Division of Pediatric Nephrology, Center for Pediatrics and Adolescent Medicine, University of Heidelberg, Heidelberg, Germany; Division of Nephrology, Dialysis and Transplantation, Department of Internal Medicine, Ospedale Policlinico San Martino and University of Genoa, Genoa, Italy; Division of Nephrology, Dialysis, Transplantation, Giannina Gaslini Children's Hospital, Genoa, Italy.
Rare Diseases Centre, Medical University of Gdańsk, Gdańsk, Poland; Department of Biology and Medical Genetics, Clinical Genetics Unit, Medical University of Gdańsk, Gdańsk, Poland.
Kidney Int. 2022 Sep;102(3):592-603. doi: 10.1016/j.kint.2022.02.040. Epub 2022 Apr 26.
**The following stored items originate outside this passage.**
#![forbid(unsafe_code)]

//! Values that shadow another Value.
//!
//! A [`Mirror<T>`] republishes every change of its source through its own
//! [`Reference`]. Writes to a bidirectional mirror flow back into the
//! source; writes to a forward-only mirror stay local.
//!
//! A [`Pointer<T>`] is a mirror whose source can be swapped at runtime while
//! its own identity and subscribers stay put.
//!
//! # Invariants
//!
//! 1. The single upstream handler is registered on at most one source, and
//!    only while the mirror is enabled.
//! 2. `enable` resyncs from the source, recovering an update missed while
//!    disabled.
//! 3. After `point(new)`, changes of the previous source never reach the
//!    pointer's subscribers.
//! 4. `point(new)` leaves the pointer enabled and resynced from `new`, even
//!    when it was disabled before the call.

use std::cell::RefCell;
use std::fmt;
use std::rc::Rc;

use tracing::debug;

use crate::config::FaultPolicy;
use crate::handler::Handler;
use crate::reference::Reference;
use crate::value::{Destroyable, NodeId, Reactivity, Value};

struct MirrorInner<T> {
    pointed: Rc<dyn Value<Item = T>>,
    enabled: bool,
}

/// A Value shadowing another Value.
///
/// Cloning a `Mirror` creates a new handle to the **same** inner state.
pub struct Mirror<T> {
    id: NodeId,
    own: Reference<T>,
    handler: Handler<T>,
    forward_only: bool,
    inner: Rc<RefCell<MirrorInner<T>>>,
}

impl<T> Clone for Mirror<T> {
    fn clone(&self) -> Self {
        Self {
            id: self.id,
            own: self.own.clone(),
            handler: self.handler.clone(),
            forward_only: self.forward_only,
            inner: Rc::clone(&self.inner),
        }
    }
}

impl<T: fmt::Debug> fmt::Debug for Mirror<T> {
    fn fmt(&self, f: &mut fmt::Formatter<'_>) -> fmt::Result {
        let inner = self.inner.borrow();
        f.debug_struct("Mirror")
            .field("id", &self.id)
            .field("own", &self.own)
            .field("pointed", &inner.pointed.id())
            .field("forward_only", &self.forward_only)
            .field("enabled", &inner.enabled)
            .finish()
    }
}

impl<T: Clone + PartialEq + 'static> Mirror<T> {
    /// Mirror `source`. Writes go back to `source` unless `forward_only`.
    pub fn new<V>(source: &V, forward_only: bool) -> Self
    where
        V: Value<Item = T> + Clone + 'static,
    {
        Self::from_shared(Rc::new(source.clone()), forward_only)
    }

    /// Mirror `source` one way: source changes flow in, writes stay local.
    pub fn forward<V>(source: &V) -> Self
    where
        V: Value<Item = T> + Clone + 'static,
    {
        Self::new(source, true)
    }

    /// Mirror an already shared source handle.
    pub fn from_shared(source: Rc<dyn Value<Item = T>>, forward_only: bool) -> Self {
        let own = Reference::new(source.get());
        let handler = {
            let own = own.clone();
            Handler::new(move |value: &T| own.set(value.clone()))
        };
        source.subscribe(&handler);
        Self {
            id: NodeId::next(),
            own,
            handler,
            forward_only,
            inner: Rc::new(RefCell::new(MirrorInner {
                pointed: source,
                enabled: true,
            })),
        }
    }

    /// Set the handler fault policy of the mirror's own subscribers.
    #[must_use]
    pub fn with_fault_policy(self, policy: FaultPolicy) -> Self {
        self.own.set_fault_policy(policy);
        self
    }

    #[must_use]
    pub fn is_forward_only(&self) -> bool {
        self.forward_only
    }

    /// Id of the Value currently mirrored.
    #[must_use]
    pub fn pointed_id(&self) -> NodeId {
        self.inner.borrow().pointed.id()
    }

    fn pointed(&self) -> Rc<dyn Value<Item = T>> {
        Rc::clone(&self.inner.borrow().pointed)
    }

    /// Swap the source: detach from the old one, then attach to the new one
    /// and resync. The mirror is enabled afterwards even if it was disabled.
    fn repoint(&self, source: Rc<dyn Value<Item = T>>) {
        if self.pointed_id() == source.id() {
            return;
        }
        self.disable();
        let previous = std::mem::replace(&mut self.inner.borrow_mut().pointed, source);
        debug!(node = %self.id, from = %previous.id(), to = %self.pointed_id(), "pointer retargeted");
        self.enable();
    }
}

impl<T: Clone + PartialEq + 'static> Destroyable for Mirror<T> {
    fn destroy(&self) {
        self.disable();
        self.own.destroy();
    }
}

impl<T: Clone + PartialEq + 'static> Reactivity for Mirror<T> {
    fn id(&self) -> NodeId {
        self.id
    }

    fn enable(&self) {
        let pointed = {
            let mut inner = self.inner.borrow_mut();
            if inner.enabled {
                return;
            }
            inner.enabled = true;
            Rc::clone(&inner.pointed)
        };
        pointed.subscribe(&self.handler);
        self.own.set(pointed.get());
    }

    fn disable(&self) {
        let pointed = {
            let mut inner = self.inner.borrow_mut();
            if !inner.enabled {
                return;
            }
            inner.enabled = false;
            Rc::clone(&inner.pointed)
        };
        pointed.unsubscribe(&self.handler);
    }

    fn is_enabled(&self) -> bool {
        self.inner.borrow().enabled
    }
}

impl<T: Clone + PartialEq + 'static> Value for Mirror<T> {
    type Item = T;

    fn get(&self) -> T {
        self.own.get()
    }

    fn set(&self, value: T) {
        if self.forward_only {
            self.own.set(value);
            return;
        }
        self.own.set(value.clone());
        self.pointed().set(value);
    }

    fn subscribe(&self, handler: &Handler<T>) {
        self.own.subscribe(handler);
    }

    fn unsubscribe(&self, handler: &Handler<T>) {
        self.own.unsubscribe(handler);
    }
}

// ─── Pointer ─────────────────────────────────────────────────────────────────

/// A [`Mirror`] that can be retargeted with [`point`](Pointer::point).
#[derive(Clone)]
pub struct Pointer<T> {
    mirror: Mirror<T>,
}

impl<T: fmt::Debug> fmt::Debug for Pointer<T> {
    fn fmt(&self, f: &mut fmt::Formatter<'_>) -> fmt::Result {
        f.debug_tuple("Pointer").field(&self.mirror).finish()
    }
}

impl<T: Clone + PartialEq + 'static> Pointer<T> {
    pub fn new<V>(source: &V, forward_only: bool) -> Self
    where
        V: Value<Item = T> + Clone + 'static,
    {
        Self {
            mirror: Mirror::new(source, forward_only),
        }
    }

    pub fn from_shared(source: Rc<dyn Value<Item = T>>, forward_only: bool) -> Self {
        Self {
            mirror: Mirror::from_shared(source, forward_only),
        }
    }

    #[must_use]
    pub fn with_fault_policy(self, policy: FaultPolicy) -> Self {
        Self {
            mirror: self.mirror.with_fault_policy(policy),
        }
    }

    /// Retarget at `source` and go live on it, resyncing the value. No-op if
    /// `source` is already the pointed Value.
    pub fn point<V>(&self, source: &V)
    where
        V: Value<Item = T> + Clone + 'static,
    {
        if self.mirror.pointed_id() == source.id() {
            return;
        }
        self.mirror.repoint(Rc::new(source.clone()));
    }

    /// Retarget at an already shared handle.
    pub fn point_shared(&self, source: Rc<dyn Value<Item = T>>) {
        self.mirror.repoint(source);
    }

    #[must_use]
    pub fn pointed_id(&self) -> NodeId {
        self.mirror.pointed_id()
    }

    #[must_use]
    pub fn is_forward_only(&self) -> bool {
        self.mirror.is_forward_only()
    }

    #[must_use]
    pub fn as_mirror(&self) -> &Mirror<T> {
        &self.mirror
    }
}

impl<T: Clone + PartialEq + 'static> Destroyable for Pointer<T> {
    fn destroy(&self) {
        self.mirror.destroy();
    }
}

impl<T: Clone + PartialEq + 'static> Reactivity for Pointer<T> {
    fn id(&self) -> NodeId {
        self.mirror.id()
    }

    fn enable(&self) {
        self.mirror.enable();
    }

    fn disable(&self) {
        self.mirror.disable();
    }

    fn is_enabled(&self) -> bool {
        self.mirror.is_enabled()
    }
}

impl<T: Clone + PartialEq + 'static> Value for Pointer<T> {
    type Item = T;

    fn get(&self) -> T {
        self.mirror.get()
    }

    fn set(&self, value: T) {
        self.mirror.set(value);
    }

    fn subscribe(&self, handler: &Handler<T>) {
        self.mirror.subscribe(handler);
    }

    fn unsubscribe(&self, handler: &Handler<T>) {
        self.mirror.unsubscribe(handler);
    }
}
Primary Coenzyme Q10 deficiency is a rare mitochondriopathy with a wide spectrum of organ involvement, including steroid-resistant nephrotic syndrome mainly associated with disease-causing variants in the genes COQ2, COQ6 or COQ8B. We performed a systematic literature review, PodoNet, mitoNET, and CCGKDD registries queries and an online survey, collecting comprehensive clinical and genetic data of 251 patients spanning 173 published (47 updated) and 78 new cases. Kidney disease was first diagnosed at median age 1.0, 1.2 and 9.8 years in individuals with disease-causing variants in COQ2, COQ6 and COQ8B, respectively. Isolated kidney involvement at diagnosis occurred in 34% of COQ2, 10.8% of COQ6 and 70.7% of COQ8B variant individuals. Classic infantile multiorgan involvement comprised 22% of the COQ2 variant cohort while 47% of them developed neurological symptoms at median age 2.7 years. The association of steroid-resistant nephrotic syndrome and sensorineural hearing loss was confirmed as the distinctive phenotype of COQ6 variants, with hearing impairment manifesting at average age three years. None of the patients with COQ8B variants, but 50% of patients with COQ2 and COQ6 variants progressed to kidney failure by age five. At adult age, kidney survival was equally poor (20-25%) across all disorders. A number of sequence variants, including putative local founder mutations, had divergent clinical presentations, in terms of onset age, kidney and non-kidney manifestations and kidney survival. Milder kidney phenotype was present in those with biallelic truncating variants within the COQ8B variant cohort. Thus, significant intra- and inter-familial phenotype variability was observed, suggesting both genetic and non-genetic modifiers of disease severity.
原发性辅酶 Q10 缺乏症是一种罕见的线粒体病,其器官受累范围广泛,包括类固醇难治性肾病综合征,主要与 COQ2、COQ6 或 COQ8B 基因的致病变异有关。我们进行了系统的文献回顾、PodoNet、mitoNET 和 CCGKDD 登记处查询和在线调查,收集了 251 名患者的全面临床和遗传数据,这些患者跨越了 173 个已发表(47 个更新)和 78 个新病例。在 COQ2、COQ6 和 COQ8B 致病变异个体中,肾脏疾病的首次诊断中位年龄分别为 1.0、1.2 和 9.8 岁。在诊断时,孤立性肾脏受累发生在 COQ2 变异个体的 34%、COQ6 变异个体的 10.8%和 COQ8B 变异个体的 70.7%。经典婴儿多器官受累占 COQ2 变异队列的 22%,其中 47%的患者在中位年龄 2.7 岁时出现神经症状。COQ6 变异与类固醇难治性肾病综合征和感觉神经性听力损失的关联被确认为 COQ6 变异的独特表型,听力损害在平均 3 岁时出现。COQ8B 变异患者中无一例出现,而 COQ2 和 COQ6 变异患者中有 50%在 5 岁前进展为肾衰竭。在成年时,所有疾病的肾脏存活率都同样较差(20-25%)。一些序列变异,包括假定的局部创始人突变,在发病年龄、肾脏和非肾脏表现以及肾脏存活率方面表现出不同的临床表现。在 COQ8B 变异队列中,双等位基因截断变异的肾脏表型较轻。因此,观察到显著的个体内和个体间表型变异性,表明疾病严重程度存在遗传和非遗传修饰因素。